> PROBLEM DETAILS
The number of lines in the entries below holding the word "Some" is all that is needed here.

(PROVIDED DATA begins)

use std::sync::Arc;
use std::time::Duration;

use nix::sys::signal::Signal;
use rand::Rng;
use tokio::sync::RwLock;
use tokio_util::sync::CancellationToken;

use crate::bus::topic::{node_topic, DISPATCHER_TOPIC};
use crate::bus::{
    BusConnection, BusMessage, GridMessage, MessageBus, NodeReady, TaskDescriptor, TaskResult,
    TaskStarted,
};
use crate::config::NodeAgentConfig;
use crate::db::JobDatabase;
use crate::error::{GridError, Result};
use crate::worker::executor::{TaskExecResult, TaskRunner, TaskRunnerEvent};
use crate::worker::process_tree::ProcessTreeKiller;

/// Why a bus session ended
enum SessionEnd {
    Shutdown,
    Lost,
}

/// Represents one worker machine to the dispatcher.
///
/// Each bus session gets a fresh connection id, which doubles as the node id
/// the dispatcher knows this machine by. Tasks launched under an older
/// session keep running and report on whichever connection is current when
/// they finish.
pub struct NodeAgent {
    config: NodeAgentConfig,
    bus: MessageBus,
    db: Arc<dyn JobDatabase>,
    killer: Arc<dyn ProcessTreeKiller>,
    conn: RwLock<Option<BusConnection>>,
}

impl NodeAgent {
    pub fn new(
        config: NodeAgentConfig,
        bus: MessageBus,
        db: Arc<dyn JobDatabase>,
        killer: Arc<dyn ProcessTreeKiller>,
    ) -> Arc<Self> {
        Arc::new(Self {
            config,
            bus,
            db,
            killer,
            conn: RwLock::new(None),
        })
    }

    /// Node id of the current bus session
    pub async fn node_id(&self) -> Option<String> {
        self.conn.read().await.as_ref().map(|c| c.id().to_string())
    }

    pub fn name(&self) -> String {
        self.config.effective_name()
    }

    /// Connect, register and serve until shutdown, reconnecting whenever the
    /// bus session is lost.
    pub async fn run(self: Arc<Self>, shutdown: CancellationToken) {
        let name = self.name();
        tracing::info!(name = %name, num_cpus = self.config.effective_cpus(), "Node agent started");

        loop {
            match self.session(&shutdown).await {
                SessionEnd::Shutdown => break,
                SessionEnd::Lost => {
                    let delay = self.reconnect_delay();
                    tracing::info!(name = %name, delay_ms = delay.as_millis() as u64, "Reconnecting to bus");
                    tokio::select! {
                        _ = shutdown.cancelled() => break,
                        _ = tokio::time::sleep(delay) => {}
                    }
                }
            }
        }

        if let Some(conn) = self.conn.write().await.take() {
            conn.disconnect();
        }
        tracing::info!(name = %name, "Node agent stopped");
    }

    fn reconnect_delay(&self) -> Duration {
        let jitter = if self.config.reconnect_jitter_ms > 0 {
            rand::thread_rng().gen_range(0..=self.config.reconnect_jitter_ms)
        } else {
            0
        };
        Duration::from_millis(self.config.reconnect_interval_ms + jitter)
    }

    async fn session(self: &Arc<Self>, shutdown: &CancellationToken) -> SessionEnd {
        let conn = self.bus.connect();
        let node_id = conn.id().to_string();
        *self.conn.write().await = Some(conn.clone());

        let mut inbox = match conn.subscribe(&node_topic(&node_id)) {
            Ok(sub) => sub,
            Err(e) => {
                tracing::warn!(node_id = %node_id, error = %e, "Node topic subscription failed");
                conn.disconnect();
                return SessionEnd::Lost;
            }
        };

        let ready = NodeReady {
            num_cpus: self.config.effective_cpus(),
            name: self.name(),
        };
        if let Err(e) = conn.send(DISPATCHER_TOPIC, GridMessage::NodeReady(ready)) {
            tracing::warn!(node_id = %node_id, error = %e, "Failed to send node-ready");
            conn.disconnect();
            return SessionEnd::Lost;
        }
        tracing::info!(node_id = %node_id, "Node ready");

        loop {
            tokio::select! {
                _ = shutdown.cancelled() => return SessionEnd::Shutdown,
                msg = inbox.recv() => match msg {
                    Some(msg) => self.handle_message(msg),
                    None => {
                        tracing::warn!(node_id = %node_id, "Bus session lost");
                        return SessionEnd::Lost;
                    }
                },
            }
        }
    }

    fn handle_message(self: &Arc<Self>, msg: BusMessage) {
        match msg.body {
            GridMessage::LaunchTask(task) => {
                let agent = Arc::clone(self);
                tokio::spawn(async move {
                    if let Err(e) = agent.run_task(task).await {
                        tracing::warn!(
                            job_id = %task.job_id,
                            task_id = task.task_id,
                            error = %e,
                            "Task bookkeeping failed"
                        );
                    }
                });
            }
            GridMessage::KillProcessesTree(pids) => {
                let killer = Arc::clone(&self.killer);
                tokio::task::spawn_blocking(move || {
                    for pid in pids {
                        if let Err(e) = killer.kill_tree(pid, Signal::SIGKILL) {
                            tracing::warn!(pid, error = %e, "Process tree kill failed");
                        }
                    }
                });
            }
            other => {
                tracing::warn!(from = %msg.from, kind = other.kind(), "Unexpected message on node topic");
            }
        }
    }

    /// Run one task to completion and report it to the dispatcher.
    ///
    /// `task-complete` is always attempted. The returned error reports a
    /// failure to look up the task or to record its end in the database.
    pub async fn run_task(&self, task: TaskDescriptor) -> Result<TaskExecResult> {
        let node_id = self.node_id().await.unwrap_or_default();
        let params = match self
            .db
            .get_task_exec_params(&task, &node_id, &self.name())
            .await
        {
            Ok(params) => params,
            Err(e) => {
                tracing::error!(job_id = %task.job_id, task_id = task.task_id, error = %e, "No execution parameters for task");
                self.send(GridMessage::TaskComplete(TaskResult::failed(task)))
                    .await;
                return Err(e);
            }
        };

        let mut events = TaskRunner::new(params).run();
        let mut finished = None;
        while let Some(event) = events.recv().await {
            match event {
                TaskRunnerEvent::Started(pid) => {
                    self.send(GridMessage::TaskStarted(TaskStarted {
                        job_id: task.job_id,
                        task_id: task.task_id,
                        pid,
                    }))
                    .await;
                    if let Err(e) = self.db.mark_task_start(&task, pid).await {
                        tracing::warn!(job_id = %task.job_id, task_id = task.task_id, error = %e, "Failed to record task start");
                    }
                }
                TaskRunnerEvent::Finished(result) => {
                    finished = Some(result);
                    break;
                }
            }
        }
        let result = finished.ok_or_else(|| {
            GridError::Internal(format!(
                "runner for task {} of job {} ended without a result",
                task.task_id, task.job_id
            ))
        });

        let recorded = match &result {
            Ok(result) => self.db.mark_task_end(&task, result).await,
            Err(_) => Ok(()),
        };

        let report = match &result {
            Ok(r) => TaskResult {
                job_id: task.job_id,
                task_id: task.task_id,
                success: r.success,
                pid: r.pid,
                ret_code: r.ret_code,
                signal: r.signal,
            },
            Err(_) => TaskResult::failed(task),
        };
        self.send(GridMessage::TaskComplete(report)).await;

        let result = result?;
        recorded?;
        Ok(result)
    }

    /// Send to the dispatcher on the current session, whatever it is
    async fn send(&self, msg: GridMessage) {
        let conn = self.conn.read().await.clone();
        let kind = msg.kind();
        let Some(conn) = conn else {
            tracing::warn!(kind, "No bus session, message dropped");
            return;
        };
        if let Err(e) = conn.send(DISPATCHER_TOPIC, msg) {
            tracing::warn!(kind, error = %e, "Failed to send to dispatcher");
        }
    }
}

(PROVIDED DATA ends)

> PROBLEM SOLUTION
6